**Directions for this task**:
How many lines in the material below contain the word "ClubStore"? Answer with the number alone.

**Records for this exercise**:
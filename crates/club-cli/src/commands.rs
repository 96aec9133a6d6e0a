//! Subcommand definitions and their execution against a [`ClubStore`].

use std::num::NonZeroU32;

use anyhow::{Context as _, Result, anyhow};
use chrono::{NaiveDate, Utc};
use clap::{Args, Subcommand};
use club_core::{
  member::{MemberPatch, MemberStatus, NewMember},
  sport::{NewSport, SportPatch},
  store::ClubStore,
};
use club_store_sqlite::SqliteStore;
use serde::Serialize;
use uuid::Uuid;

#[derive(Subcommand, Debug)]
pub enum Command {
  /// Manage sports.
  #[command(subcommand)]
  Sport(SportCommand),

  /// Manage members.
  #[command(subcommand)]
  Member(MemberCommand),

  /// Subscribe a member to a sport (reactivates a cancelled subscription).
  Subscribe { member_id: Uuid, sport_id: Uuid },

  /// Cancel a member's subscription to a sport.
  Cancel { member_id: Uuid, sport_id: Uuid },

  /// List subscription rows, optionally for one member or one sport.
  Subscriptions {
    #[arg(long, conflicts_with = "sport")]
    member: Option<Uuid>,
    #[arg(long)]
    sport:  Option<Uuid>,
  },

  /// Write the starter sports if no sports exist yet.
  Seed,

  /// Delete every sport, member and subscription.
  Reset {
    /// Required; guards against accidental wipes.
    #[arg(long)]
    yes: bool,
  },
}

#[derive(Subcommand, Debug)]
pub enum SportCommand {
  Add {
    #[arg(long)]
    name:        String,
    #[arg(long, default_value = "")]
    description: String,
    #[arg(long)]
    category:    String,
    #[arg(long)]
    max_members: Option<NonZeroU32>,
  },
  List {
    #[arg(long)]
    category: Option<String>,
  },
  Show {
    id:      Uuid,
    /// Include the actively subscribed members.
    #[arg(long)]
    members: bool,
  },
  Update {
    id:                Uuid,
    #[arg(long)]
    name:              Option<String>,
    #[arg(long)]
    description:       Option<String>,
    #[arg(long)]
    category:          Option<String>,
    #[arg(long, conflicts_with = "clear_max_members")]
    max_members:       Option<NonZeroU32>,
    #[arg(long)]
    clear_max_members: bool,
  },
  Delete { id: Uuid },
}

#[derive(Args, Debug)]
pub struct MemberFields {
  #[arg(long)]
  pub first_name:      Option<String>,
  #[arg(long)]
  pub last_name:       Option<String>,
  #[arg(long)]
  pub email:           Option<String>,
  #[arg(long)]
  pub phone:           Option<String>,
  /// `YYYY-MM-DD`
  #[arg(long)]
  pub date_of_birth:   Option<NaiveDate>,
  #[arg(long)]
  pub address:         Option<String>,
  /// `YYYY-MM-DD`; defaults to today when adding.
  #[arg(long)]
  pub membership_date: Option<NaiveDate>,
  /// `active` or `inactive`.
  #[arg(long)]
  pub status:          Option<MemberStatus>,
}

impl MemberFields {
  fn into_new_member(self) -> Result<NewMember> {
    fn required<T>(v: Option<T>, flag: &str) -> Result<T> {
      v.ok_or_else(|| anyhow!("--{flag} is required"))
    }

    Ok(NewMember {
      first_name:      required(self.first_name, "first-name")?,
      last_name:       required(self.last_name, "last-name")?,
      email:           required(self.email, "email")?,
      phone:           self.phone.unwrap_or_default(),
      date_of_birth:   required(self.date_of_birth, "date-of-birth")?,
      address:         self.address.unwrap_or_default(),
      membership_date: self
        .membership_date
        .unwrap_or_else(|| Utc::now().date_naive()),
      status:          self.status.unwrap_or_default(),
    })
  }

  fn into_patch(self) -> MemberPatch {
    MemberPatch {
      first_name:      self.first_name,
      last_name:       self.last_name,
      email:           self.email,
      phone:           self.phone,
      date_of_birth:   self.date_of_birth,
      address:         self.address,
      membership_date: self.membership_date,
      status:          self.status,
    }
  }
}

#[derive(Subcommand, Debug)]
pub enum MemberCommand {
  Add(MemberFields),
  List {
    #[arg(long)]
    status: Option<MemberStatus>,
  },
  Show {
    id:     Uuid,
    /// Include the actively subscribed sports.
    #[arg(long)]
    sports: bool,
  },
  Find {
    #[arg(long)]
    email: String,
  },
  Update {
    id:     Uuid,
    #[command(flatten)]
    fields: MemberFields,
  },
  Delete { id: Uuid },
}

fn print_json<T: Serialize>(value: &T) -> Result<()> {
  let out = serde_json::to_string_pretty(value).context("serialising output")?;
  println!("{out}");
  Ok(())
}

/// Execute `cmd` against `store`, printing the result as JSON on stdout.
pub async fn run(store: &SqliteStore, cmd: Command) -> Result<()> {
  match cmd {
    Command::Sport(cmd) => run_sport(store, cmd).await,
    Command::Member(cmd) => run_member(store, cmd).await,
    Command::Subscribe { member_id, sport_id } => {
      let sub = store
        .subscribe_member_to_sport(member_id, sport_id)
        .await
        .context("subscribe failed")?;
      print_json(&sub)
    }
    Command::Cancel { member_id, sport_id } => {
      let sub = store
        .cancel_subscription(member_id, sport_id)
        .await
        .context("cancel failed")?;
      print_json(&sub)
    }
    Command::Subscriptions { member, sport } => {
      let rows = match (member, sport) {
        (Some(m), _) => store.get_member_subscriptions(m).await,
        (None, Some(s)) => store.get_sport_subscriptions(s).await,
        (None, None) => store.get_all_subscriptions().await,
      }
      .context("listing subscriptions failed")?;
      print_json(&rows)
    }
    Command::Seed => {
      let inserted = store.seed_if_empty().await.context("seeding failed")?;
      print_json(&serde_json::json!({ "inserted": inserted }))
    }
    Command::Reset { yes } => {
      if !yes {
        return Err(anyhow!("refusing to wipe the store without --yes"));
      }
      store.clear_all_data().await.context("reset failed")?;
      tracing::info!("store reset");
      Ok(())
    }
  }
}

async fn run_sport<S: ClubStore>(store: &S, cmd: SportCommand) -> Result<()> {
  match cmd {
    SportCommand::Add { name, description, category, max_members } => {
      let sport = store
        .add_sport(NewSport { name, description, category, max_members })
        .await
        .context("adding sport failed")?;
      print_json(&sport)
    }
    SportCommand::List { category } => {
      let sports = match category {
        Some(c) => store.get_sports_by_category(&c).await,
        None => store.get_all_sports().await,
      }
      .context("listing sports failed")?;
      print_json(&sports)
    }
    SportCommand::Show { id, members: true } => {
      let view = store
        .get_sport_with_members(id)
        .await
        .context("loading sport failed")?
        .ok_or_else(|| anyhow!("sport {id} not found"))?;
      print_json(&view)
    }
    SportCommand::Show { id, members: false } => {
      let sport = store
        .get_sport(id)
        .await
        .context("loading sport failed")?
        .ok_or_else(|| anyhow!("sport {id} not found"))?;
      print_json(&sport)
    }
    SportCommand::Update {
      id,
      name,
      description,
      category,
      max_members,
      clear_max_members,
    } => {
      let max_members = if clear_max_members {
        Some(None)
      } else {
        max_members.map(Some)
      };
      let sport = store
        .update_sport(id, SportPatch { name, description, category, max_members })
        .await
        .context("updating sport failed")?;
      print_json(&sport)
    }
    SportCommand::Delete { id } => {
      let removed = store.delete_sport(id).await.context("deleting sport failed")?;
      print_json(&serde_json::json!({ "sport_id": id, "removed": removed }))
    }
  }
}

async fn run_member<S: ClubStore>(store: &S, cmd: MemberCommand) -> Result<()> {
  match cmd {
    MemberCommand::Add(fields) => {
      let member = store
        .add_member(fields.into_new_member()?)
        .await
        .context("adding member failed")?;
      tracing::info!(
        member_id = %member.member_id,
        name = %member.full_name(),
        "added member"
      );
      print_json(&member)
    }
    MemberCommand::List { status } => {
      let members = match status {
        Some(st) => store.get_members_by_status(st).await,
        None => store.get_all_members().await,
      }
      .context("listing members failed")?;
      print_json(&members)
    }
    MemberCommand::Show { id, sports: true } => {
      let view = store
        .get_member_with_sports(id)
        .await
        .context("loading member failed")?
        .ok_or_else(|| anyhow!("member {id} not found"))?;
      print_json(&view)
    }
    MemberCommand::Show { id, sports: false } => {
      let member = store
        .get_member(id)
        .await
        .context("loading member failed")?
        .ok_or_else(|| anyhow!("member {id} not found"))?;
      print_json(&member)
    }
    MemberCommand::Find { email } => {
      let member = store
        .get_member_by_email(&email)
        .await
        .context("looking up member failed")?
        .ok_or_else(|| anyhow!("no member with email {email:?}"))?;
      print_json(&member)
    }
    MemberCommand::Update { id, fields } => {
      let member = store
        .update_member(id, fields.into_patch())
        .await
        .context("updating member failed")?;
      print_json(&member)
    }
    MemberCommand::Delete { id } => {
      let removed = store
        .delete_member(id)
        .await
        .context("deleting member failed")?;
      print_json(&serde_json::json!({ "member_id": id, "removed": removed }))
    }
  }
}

**Solution**:
4